Lessons from Sony
Let’s face it, most of us (and our businesses) will never experience the volume and sophistication of attacks that an organization like Sony can expect to. We look around and think; “who would want to hack a small business that resells widgets?” Or “We’re just a local nonprofit. Who would be interested in hacking us?” The truth of the matter is that we are all potential targets. After all, identity thieves don’t just target millionaires.
True, most of us shouldn’t have to spend nearly as much as a Sony-like entity does on IT Security. Also true, 90% of security (IT or otherwise) is really just about applying common sense. What always surprises me is that even organizations like Sony who should know better simply fail to use simple, common-sense practices (that cost $0 to implement.)
This AP article about the hack is interesting for many reasons. But one thing that leapt off the page was this:
“The emails show CEO Michael Lynton routinely received copies of his passwords in unsecure emails for his and his family’s mail, banking, travel and shopping accounts, from his executive assistant”
We are talking about the CEO of a company that had already experienced traumatic hacking incidents still relying on the equivalent of someone leaving a loaded gun on the kitchen table for him to pick up when convenient.
It is entirely possible that, even had every Sony employee followed every Best Practice available, hackers would still have been able to break in. After all, our Industry has to anticipate threats that don’t even exist yet, something Donald Rumsfeld eloquently described as “known unknowns” and “unknown unknowns.” So, yes, it is possible that a hacker group could have come up with something really clever against which no defenses had yet been devised. It is also possible that defending against sophisticated threats simply cost more than Sony was willing to pay, making an informed decision based on risk and costs.

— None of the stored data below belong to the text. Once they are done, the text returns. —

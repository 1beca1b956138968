// src/decoders/byte_cursor.rs

use super::DecodeError;
use solana_sdk::pubkey::Pubkey;

pub const PUBKEY_LEN: usize = 32;

/// Lecteur little-endian borné sur une tranche d'octets.
///
/// C'est le seul endroit du crate qui manipule des offsets bruts : tous les
/// décodeurs lisent au travers de ce curseur, ce qui rend un accès hors
/// limites impossible. Une lecture réussie avance la position ; après une
/// erreur, la position n'est plus garantie et le décodage doit s'arrêter.
#[derive(Debug, Clone)]
pub struct ByteCursor<'a> {
    data: &'a [u8],
    position: usize,
}

impl<'a> ByteCursor<'a> {
    pub fn new(data: &'a [u8]) -> Self {
        Self { data, position: 0 }
    }

    /// Construit un curseur déjà positionné à `offset`.
    pub fn at(data: &'a [u8], offset: usize) -> Result<Self, DecodeError> {
        let mut cursor = Self::new(data);
        cursor.skip(offset)?;
        Ok(cursor)
    }

    pub fn position(&self) -> usize {
        self.position
    }

    pub fn remaining(&self) -> usize {
        self.data.len().saturating_sub(self.position)
    }

    fn take(&mut self, n: usize) -> Result<&'a [u8], DecodeError> {
        let bytes = self
            .position
            .checked_add(n)
            .and_then(|end| self.data.get(self.position..end))
            .ok_or(DecodeError::Truncated {
                offset: self.position,
                needed: n,
                available: self.remaining(),
            })?;
        self.position += n;
        Ok(bytes)
    }

    pub fn read_bytes(&mut self, n: usize) -> Result<&'a [u8], DecodeError> {
        self.take(n)
    }

    pub fn read_array<const N: usize>(&mut self) -> Result<[u8; N], DecodeError> {
        let mut out = [0u8; N];
        out.copy_from_slice(self.take(N)?);
        Ok(out)
    }

    pub fn skip(&mut self, n: usize) -> Result<(), DecodeError> {
        self.take(n).map(|_| ())
    }

    pub fn read_u8(&mut self) -> Result<u8, DecodeError> {
        Ok(self.read_array::<1>()?[0])
    }

    /// N'importe quel octet non nul vaut `true`.
    pub fn read_bool(&mut self) -> Result<bool, DecodeError> {
        Ok(self.read_u8()? != 0)
    }

    pub fn read_u16(&mut self) -> Result<u16, DecodeError> {
        Ok(u16::from_le_bytes(self.read_array()?))
    }

    pub fn read_u32(&mut self) -> Result<u32, DecodeError> {
        Ok(u32::from_le_bytes(self.read_array()?))
    }

    pub fn read_i32(&mut self) -> Result<i32, DecodeError> {
        Ok(i32::from_le_bytes(self.read_array()?))
    }

    pub fn read_u64(&mut self) -> Result<u64, DecodeError> {
        Ok(u64::from_le_bytes(self.read_array()?))
    }

    /// Lit un u128 stocké en deux mots de 64 bits (bas puis haut).
    /// Le découpage n'existe que dans le format binaire, jamais en mémoire.
    pub fn read_u128_split(&mut self) -> Result<u128, DecodeError> {
        let lo = self.read_u64()?;
        let hi = self.read_u64()?;
        Ok(((hi as u128) << 64) | lo as u128)
    }

    pub fn read_pubkey(&mut self) -> Result<Pubkey, DecodeError> {
        Ok(Pubkey::new_from_array(self.read_array::<PUBKEY_LEN>()?))
    }
}

#[cfg(test)]
mod tests {
    use super::*;

    #[test]
    fn reads_little_endian_fields_in_order() {
        let mut data = Vec::new();
        data.push(0xAB);
        data.extend_from_slice(&0x1234u16.to_le_bytes());
        data.extend_from_slice(&0xDEADBEEFu32.to_le_bytes());
        data.extend_from_slice(&(-18973i32).to_le_bytes());
        data.extend_from_slice(&u64::MAX.to_le_bytes());

        let mut cursor = ByteCursor::new(&data);
        assert_eq!(cursor.read_u8().unwrap(), 0xAB);
        assert_eq!(cursor.read_u16().unwrap(), 0x1234);
        assert_eq!(cursor.read_u32().unwrap(), 0xDEADBEEF);
        assert_eq!(cursor.read_i32().unwrap(), -18973);
        assert_eq!(cursor.read_u64().unwrap(), u64::MAX);
        assert_eq!(cursor.remaining(), 0);
        assert_eq!(cursor.position(), data.len());
    }

    #[test]
    fn u128_is_rebuilt_from_lo_and_hi_words() {
        let mut data = Vec::new();
        data.extend_from_slice(&7u64.to_le_bytes());
        data.extend_from_slice(&1u64.to_le_bytes());
        let mut cursor = ByteCursor::new(&data);
        assert_eq!(cursor.read_u128_split().unwrap(), (1u128 << 64) + 7);
    }

    #[test]
    fn short_read_reports_truncation_with_context() {
        let data = [1u8, 2, 3];
        let mut cursor = ByteCursor::new(&data);
        cursor.skip(1).unwrap();
        assert_eq!(
            cursor.read_u32(),
            Err(DecodeError::Truncated { offset: 1, needed: 4, available: 2 })
        );
    }

    #[test]
    fn huge_skip_does_not_overflow() {
        let data = [0u8; 8];
        let mut cursor = ByteCursor::new(&data);
        cursor.skip(4).unwrap();
        assert!(matches!(cursor.skip(usize::MAX), Err(DecodeError::Truncated { .. })));
        assert!(ByteCursor::at(&data, 9).is_err());
        assert_eq!(ByteCursor::at(&data, 8).unwrap().remaining(), 0);
    }

    #[test]
    fn read_bytes_borrows_from_the_source() {
        let data = [9u8, 8, 7, 6];
        let mut cursor = ByteCursor::new(&data);
        let head = cursor.read_bytes(3).unwrap();
        assert_eq!(head, &[9, 8, 7]);
        assert_eq!(cursor.read_bytes(0).unwrap(), &[] as &[u8]);
        assert_eq!(cursor.remaining(), 1);
    }
}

But it would have cost precisely zero dollars for the CEO to tell his assistant not to send him (or anyone) unencrypted passwords, ever. Indeed, this kind of behavior makes all other Sony IT security expenditures useless. And, therefore, we can also assume that other (most?) Sony employees were similarly lax in employing common-sense security practices, providing many openings for a hacker group to help themselves to sensitive data.
The lesson for the rest of us is that we can and should follow common-sense practices as well as deploy hardware and software security solutions.